- WHAT THIS TASK INVOLVES
Could you copy each line of the listing below that has the word "time"?

-------

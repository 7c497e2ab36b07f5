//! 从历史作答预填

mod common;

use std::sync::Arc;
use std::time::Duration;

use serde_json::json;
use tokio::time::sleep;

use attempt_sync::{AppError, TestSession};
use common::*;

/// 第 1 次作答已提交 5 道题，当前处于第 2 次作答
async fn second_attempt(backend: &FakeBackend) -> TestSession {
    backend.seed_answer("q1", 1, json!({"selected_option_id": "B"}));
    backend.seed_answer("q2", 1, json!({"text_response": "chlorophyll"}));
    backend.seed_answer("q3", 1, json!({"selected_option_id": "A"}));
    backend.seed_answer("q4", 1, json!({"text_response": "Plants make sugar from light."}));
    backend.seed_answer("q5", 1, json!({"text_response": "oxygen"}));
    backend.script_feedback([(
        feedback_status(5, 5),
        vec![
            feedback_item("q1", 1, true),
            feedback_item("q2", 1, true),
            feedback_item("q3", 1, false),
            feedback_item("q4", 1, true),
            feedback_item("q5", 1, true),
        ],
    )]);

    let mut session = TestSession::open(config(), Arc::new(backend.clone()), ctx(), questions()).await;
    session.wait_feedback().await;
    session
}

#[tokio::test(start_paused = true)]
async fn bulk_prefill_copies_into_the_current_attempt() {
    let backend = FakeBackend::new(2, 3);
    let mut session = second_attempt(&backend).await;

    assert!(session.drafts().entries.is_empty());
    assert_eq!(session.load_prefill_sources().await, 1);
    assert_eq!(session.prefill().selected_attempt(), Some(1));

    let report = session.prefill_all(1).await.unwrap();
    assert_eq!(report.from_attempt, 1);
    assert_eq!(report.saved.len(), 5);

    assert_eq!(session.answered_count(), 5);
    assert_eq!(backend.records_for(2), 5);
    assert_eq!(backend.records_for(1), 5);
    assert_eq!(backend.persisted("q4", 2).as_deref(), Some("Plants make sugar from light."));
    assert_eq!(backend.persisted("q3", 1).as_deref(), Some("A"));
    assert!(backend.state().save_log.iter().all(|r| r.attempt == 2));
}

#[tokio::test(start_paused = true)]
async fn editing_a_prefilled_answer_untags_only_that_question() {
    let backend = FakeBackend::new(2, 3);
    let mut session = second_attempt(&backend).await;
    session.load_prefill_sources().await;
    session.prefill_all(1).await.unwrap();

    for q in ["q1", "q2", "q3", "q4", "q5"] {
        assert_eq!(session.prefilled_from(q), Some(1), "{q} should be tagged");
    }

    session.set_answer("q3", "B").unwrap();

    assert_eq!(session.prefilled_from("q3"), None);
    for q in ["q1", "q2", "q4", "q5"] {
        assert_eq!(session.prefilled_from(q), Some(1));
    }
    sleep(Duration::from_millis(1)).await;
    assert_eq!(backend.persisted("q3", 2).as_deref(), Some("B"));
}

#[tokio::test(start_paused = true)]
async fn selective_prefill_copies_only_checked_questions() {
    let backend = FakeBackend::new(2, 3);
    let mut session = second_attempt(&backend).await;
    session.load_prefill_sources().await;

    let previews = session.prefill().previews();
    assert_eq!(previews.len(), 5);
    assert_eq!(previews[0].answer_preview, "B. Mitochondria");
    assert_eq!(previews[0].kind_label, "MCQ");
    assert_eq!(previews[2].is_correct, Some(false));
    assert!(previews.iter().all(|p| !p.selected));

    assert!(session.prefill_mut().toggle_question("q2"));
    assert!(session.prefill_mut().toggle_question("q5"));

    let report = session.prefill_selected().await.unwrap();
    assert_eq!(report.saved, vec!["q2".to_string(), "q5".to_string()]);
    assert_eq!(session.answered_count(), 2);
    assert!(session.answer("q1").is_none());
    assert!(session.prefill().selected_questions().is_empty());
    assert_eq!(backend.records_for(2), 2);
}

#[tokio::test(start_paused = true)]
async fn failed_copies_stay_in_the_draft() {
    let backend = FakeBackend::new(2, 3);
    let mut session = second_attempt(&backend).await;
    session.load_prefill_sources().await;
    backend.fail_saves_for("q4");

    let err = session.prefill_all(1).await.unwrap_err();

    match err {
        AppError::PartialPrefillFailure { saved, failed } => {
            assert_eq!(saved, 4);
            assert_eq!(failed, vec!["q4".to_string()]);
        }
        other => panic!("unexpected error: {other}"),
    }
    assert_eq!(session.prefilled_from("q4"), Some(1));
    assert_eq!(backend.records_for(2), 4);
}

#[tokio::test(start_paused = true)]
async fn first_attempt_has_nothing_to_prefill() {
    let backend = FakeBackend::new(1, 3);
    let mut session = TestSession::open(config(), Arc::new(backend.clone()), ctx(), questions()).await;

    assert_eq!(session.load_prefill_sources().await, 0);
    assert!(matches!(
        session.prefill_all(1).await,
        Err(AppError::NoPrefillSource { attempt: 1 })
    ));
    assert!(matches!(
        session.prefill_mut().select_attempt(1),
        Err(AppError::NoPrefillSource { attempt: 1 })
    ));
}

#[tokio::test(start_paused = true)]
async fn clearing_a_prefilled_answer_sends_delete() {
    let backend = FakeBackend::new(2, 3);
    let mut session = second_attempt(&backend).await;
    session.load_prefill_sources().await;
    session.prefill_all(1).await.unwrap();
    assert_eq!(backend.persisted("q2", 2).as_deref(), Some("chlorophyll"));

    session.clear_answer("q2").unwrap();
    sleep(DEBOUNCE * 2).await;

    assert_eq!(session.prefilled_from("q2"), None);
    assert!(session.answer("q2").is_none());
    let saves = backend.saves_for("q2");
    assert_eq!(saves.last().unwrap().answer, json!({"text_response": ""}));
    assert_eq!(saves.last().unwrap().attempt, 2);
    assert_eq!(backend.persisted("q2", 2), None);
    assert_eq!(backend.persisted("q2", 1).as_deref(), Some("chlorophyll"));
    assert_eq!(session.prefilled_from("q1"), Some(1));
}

-------

- RESPONSE TO THIS TASK
use std::time::Duration;
use tokio::time::sleep;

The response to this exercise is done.